• _PROBLEM DESCRIPTION_: The required output is every line from the beginning of the entries below through the line that includes "for any header.", copied exactly.

(Stored entries)
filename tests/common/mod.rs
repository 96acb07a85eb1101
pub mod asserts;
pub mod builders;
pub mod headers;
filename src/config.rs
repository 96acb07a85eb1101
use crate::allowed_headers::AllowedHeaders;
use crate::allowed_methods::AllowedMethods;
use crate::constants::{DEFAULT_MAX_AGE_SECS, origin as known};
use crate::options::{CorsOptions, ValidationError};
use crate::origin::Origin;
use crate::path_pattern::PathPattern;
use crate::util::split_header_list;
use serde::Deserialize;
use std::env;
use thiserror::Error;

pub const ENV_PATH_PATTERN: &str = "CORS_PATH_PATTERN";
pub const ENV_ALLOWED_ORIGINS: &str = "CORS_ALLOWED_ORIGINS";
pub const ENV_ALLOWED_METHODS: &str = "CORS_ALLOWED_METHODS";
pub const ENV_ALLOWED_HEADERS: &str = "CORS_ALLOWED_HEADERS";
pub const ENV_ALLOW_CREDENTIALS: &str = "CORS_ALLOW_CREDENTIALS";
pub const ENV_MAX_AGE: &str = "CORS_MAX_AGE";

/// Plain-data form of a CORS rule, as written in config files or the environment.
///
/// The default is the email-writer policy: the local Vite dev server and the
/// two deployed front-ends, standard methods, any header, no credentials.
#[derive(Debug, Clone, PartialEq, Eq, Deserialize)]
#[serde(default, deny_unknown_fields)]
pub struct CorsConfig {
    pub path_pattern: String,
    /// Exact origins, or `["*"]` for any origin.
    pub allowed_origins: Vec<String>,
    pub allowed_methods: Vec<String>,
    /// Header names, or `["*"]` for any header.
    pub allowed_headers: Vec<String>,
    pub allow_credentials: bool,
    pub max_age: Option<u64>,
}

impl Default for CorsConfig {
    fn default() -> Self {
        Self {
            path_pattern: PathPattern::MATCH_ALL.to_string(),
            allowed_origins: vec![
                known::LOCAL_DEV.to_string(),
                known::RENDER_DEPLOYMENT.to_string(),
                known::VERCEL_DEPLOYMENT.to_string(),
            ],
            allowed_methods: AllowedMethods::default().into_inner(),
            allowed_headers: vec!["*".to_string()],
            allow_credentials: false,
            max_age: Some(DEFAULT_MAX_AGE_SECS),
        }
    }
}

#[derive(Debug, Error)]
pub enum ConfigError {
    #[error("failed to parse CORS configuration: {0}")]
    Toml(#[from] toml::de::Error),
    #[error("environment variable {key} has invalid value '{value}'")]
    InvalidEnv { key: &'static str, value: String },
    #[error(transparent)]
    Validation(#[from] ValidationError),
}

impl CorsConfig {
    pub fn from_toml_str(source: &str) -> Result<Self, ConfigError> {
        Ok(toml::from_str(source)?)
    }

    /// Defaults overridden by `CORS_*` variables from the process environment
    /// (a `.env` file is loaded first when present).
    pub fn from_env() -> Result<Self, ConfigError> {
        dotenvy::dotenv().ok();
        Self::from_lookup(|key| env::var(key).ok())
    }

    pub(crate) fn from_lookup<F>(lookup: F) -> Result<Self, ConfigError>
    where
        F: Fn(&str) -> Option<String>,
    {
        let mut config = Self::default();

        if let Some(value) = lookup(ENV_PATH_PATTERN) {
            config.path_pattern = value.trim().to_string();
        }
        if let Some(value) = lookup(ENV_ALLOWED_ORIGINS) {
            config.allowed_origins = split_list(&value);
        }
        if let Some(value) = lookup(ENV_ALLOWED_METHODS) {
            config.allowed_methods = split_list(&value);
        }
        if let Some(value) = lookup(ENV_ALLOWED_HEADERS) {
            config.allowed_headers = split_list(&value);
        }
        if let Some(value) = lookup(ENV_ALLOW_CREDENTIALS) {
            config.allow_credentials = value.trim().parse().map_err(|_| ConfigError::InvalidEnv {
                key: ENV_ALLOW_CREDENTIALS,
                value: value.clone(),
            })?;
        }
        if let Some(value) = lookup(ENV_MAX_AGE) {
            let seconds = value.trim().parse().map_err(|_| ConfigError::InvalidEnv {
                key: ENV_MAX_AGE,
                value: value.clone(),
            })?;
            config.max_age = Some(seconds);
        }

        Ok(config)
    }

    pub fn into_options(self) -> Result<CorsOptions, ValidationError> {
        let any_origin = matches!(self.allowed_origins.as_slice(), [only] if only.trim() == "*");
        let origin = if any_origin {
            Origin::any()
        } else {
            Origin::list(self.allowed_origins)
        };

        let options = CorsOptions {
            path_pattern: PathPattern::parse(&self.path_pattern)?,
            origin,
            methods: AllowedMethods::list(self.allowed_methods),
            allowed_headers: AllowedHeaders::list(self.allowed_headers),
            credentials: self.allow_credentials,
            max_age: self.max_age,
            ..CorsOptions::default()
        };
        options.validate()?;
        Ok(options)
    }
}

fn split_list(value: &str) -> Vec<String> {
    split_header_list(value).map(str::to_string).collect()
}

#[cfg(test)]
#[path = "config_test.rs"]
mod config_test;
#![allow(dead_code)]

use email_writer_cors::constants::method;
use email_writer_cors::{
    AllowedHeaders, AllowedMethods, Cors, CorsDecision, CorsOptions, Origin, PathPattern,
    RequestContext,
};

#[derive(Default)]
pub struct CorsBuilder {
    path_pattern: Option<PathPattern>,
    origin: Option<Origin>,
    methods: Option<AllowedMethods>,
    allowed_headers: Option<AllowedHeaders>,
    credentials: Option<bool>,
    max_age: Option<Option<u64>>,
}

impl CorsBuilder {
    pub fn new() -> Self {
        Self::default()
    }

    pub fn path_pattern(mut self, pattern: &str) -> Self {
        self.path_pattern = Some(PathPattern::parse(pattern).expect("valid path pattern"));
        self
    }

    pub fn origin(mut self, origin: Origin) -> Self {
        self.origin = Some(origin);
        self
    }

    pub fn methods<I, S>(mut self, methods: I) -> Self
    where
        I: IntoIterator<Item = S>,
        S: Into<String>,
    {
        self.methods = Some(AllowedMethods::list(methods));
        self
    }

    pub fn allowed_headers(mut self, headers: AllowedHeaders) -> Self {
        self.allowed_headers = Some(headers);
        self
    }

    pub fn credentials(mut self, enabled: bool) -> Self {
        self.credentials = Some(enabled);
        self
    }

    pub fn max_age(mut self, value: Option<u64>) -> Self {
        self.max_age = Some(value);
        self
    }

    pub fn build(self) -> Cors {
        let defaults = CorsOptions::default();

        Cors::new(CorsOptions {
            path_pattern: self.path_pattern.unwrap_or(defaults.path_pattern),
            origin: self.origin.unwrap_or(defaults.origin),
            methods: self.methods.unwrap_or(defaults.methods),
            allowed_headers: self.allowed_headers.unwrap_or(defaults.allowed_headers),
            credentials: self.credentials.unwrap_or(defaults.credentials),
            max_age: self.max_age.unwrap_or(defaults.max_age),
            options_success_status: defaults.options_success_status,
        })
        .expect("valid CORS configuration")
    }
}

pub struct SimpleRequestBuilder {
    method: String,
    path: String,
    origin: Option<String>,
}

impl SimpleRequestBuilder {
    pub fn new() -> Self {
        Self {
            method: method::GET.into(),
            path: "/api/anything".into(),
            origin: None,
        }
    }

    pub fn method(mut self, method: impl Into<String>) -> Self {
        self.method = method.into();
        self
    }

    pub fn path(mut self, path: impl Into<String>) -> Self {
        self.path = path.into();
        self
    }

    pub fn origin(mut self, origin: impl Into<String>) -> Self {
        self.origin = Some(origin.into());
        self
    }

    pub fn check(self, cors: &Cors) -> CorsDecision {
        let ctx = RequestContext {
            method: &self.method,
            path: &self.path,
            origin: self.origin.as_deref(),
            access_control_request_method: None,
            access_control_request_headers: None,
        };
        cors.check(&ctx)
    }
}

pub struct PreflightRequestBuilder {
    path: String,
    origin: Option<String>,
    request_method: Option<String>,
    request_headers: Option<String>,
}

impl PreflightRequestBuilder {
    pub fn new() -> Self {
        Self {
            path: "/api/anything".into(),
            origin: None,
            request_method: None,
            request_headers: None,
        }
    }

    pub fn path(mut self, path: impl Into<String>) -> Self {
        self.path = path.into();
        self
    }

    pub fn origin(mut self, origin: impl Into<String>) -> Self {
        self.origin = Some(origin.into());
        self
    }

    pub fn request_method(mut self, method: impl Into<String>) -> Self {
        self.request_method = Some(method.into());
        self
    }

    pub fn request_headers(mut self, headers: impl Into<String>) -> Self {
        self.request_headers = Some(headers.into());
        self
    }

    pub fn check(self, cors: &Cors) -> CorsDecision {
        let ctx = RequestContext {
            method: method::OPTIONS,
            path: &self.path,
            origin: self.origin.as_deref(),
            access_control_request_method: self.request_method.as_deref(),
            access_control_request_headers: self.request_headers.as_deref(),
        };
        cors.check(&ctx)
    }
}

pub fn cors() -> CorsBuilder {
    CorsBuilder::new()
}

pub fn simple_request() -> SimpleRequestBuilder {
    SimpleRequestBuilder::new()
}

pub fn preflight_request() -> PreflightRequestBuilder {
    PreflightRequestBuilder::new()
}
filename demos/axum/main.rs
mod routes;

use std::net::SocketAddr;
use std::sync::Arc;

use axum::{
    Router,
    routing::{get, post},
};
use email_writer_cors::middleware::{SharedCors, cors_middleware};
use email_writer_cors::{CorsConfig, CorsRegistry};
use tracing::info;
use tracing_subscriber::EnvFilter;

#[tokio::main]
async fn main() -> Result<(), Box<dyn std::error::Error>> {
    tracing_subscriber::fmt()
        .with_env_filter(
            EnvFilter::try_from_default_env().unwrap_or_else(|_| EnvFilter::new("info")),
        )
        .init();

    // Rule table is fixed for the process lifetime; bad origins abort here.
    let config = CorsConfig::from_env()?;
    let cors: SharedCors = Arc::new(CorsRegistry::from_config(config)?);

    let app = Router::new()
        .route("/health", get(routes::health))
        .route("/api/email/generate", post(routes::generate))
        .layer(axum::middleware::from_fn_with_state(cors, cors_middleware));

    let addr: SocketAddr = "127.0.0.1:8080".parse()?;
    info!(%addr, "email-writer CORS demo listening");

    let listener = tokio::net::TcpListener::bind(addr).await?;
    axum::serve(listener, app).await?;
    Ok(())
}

• _EXERCISE RESULT_:
filename tests/common/mod.rs
repository 96acb07a85eb1101
pub mod asserts;
pub mod builders;
pub mod headers;
filename src/config.rs
repository 96acb07a85eb1101
use crate::allowed_headers::AllowedHeaders;
use crate::allowed_methods::AllowedMethods;
use crate::constants::{DEFAULT_MAX_AGE_SECS, origin as known};
use crate::options::{CorsOptions, ValidationError};
use crate::origin::Origin;
use crate::path_pattern::PathPattern;
use crate::util::split_header_list;
use serde::Deserialize;
use std::env;
use thiserror::Error;

pub const ENV_PATH_PATTERN: &str = "CORS_PATH_PATTERN";
pub const ENV_ALLOWED_ORIGINS: &str = "CORS_ALLOWED_ORIGINS";
pub const ENV_ALLOWED_METHODS: &str = "CORS_ALLOWED_METHODS";
pub const ENV_ALLOWED_HEADERS: &str = "CORS_ALLOWED_HEADERS";
pub const ENV_ALLOW_CREDENTIALS: &str = "CORS_ALLOW_CREDENTIALS";
pub const ENV_MAX_AGE: &str = "CORS_MAX_AGE";

/// Plain-data form of a CORS rule, as written in config files or the environment.
///
/// The default is the email-writer policy: the local Vite dev server and the
/// two deployed front-ends, standard methods, any header, no credentials.
#[derive(Debug, Clone, PartialEq, Eq, Deserialize)]
#[serde(default, deny_unknown_fields)]
pub struct CorsConfig {
    pub path_pattern: String,
    /// Exact origins, or `["*"]` for any origin.
    pub allowed_origins: Vec<String>,
    pub allowed_methods: Vec<String>,
    /// Header names, or `["*"]` for any header.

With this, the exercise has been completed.